— BRIEF —
Your task is to find every line in the records that holds the string "FAILURE" and copy it.
Top of DATA SUPPLIED
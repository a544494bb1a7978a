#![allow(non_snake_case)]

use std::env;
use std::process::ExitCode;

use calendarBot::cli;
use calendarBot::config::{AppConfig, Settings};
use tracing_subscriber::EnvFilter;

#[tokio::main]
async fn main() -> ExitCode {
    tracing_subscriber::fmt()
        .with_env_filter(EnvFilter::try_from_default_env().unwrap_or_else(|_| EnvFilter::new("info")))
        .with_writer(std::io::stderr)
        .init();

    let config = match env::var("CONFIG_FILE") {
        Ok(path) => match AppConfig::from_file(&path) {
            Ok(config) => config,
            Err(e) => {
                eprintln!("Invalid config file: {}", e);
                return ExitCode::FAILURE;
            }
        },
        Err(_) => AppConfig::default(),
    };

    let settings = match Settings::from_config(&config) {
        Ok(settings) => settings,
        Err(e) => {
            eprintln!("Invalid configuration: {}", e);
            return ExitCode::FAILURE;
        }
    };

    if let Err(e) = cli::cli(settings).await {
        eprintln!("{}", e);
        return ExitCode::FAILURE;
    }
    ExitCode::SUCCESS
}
Bottom of DATA SUPPLIED
— WRITTEN REPLY —
                return ExitCode::FAILURE;
            return ExitCode::FAILURE;
        return ExitCode::FAILURE;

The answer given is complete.